Salads can often get a bad reputation for being bland and unsatisfying. But with the right ingredients and flavor combinations, salads can be a delicious and filling meal. Plus, incorporating protein-rich foods like prawns and quinoa can help keep you feeling full and satisfied throughout the day.

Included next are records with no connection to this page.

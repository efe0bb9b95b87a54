use pathviz_core::{Grid, Point, Range};

/// Sentinel value meaning "unreachable" for distances and costs.
pub const UNREACHABLE: i32 = i32::MAX;

// ---------------------------------------------------------------------------
// Per-cell scratch state
// ---------------------------------------------------------------------------

/// Traversal bookkeeping for one cell during a single run.
#[derive(Debug, Clone, Copy, PartialEq, Eq)]
#[cfg_attr(feature = "serde", derive(serde::Serialize, serde::Deserialize))]
pub struct Scratch {
    /// Best known cost from the start, [`UNREACHABLE`] until reached.
    pub distance: i32,
    pub visited: bool,
    /// Cell this one was reached from.
    pub previous: Option<Point>,
    // Weighted-search costs, only written by A*.
    pub g: Option<i32>,
    pub h: Option<i32>,
    pub f: Option<i32>,
}

impl Default for Scratch {
    fn default() -> Self {
        Self {
            distance: UNREACHABLE,
            visited: false,
            previous: None,
            g: None,
            h: None,
            f: None,
        }
    }
}

// ---------------------------------------------------------------------------
// TraversalContext
// ---------------------------------------------------------------------------

/// Scratch state for traversals over a grid rectangle.
///
/// The grid layout stays immutable during a run; everything an algorithm
/// writes (distances, visited flags, back-links, A* costs) lives here. Every
/// algorithm resets the context before starting, so a context can be reused
/// across runs without leaking stale state.
#[derive(Debug, Clone)]
#[cfg_attr(feature = "serde", derive(serde::Serialize, serde::Deserialize))]
pub struct TraversalContext {
    pub(crate) rng: Range,
    pub(crate) width: usize,
    pub(crate) scratch: Vec<Scratch>,
    // shared scratch buffer for neighbor queries
    #[cfg_attr(feature = "serde", serde(skip))]
    pub(crate) nbuf: Vec<Point>,
}

impl TraversalContext {
    /// Create a new context for the given grid rectangle.
    pub fn new(rng: Range) -> Self {
        Self {
            rng,
            width: rng.cols().max(0) as usize,
            scratch: vec![Scratch::default(); rng.len()],
            nbuf: Vec::with_capacity(4),
        }
    }

    /// Create a context covering `grid`.
    pub fn for_grid(grid: &Grid) -> Self {
        Self::new(grid.bounds())
    }

    /// Return every cell to its defaults.
    pub fn reset(&mut self) {
        self.scratch.fill(Scratch::default());
    }

    /// The grid rectangle being used.
    #[inline]
    pub fn range(&self) -> Range {
        self.rng
    }

    /// Scratch state at `p`, `None` if out of range.
    #[inline]
    pub fn at(&self, p: Point) -> Option<&Scratch> {
        self.idx(p).map(|i| &self.scratch[i])
    }

    /// Distance recorded at `p`, [`UNREACHABLE`] if never reached.
    pub fn distance(&self, p: Point) -> i32 {
        self.at(p).map_or(UNREACHABLE, |s| s.distance)
    }

    /// Whether `p` was visited by the last run.
    pub fn is_visited(&self, p: Point) -> bool {
        self.at(p).is_some_and(|s| s.visited)
    }

    /// The back-link at `p`.
    pub fn previous(&self, p: Point) -> Option<Point> {
        self.at(p).and_then(|s| s.previous)
    }

    // -----------------------------------------------------------------------
    // Coordinate helpers
    // -----------------------------------------------------------------------

    /// Convert a `Point` to a flat index. Returns `None` if out of range.
    #[inline]
    pub(crate) fn idx(&self, p: Point) -> Option<usize> {
        if !self.rng.contains(p) {
            return None;
        }
        let col = (p.col - self.rng.min.col) as usize;
        let row = (p.row - self.rng.min.row) as usize;
        Some(row * self.width + col)
    }

    /// Convert a flat index back to a `Point`.
    #[inline]
    pub(crate) fn point(&self, idx: usize) -> Point {
        let col = (idx % self.width) as i32 + self.rng.min.col;
        let row = (idx / self.width) as i32 + self.rng.min.row;
        Point::new(row, col)
    }
}


#[cfg(all(test, feature = "serde"))]
mod serde_tests {
    use super::*;

    #[test]
    fn context_round_trip() {
        let mut ctx = TraversalContext::new(Range::with_size(2, 3));
        ctx.scratch[4].previous = Some(Point::new(0, 1));
        ctx.scratch[4].distance = 2;
        let json = serde_json::to_string(&ctx).unwrap();
        let back: TraversalContext = serde_json::from_str(&json).unwrap();
        assert_eq!(back.previous(Point::new(1, 1)), Some(Point::new(0, 1)));
        assert_eq!(back.distance(Point::new(1, 1)), 2);
        assert_eq!(back.range(), ctx.range());
    }
}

This prawn and quinoa salad recipe is not only easy to make, but it’s also packed with nutrients and flavor. Whether you’re looking for a quick and healthy lunch or a light dinner option, this salad is sure to hit the spot. So grab your ingredients and get ready to enjoy a delicious and nutritious meal.
Ingredients
- For the salad:
- 60g quinoa
- 150g cooked shelled prawns
- 1 small avocado , stoned and sliced
- ¼ cucumber , halved and sliced
- 50g watercress
- 100g cherry tomatoes , halved
- For the dressing:
- finely grated zest and juice 1 large lime
- 1 red chilli , deseeded and finely chopped
- 2 spring onions , trimmed and finely chopped
- 1 tsp wheat-free tamari
- handful coriander , chopped
- 1 tsp rapeseed oil
- ½ tsp maple syrup
Instructions
- STEP 1
- Boil the quinoa in a small pan for 15 mins until the grains are tender and look like they have burst. Drain well and tip into a bowl. Meanwhile, make the dressing: mix the lime zest and juice and the chilli in a bowl.
- STEP 2
- Stir half the dressing into the quinoa with the spring onions, tamari and half the coriander. Stir in all the salad vegetables, then spoon onto two serving plates.
- STEP 3
- Stir the oil and maple syrup into the remaining dressing and toss in the prawns. Spoon onto the quinoa salad and scatter over the coriander to serve.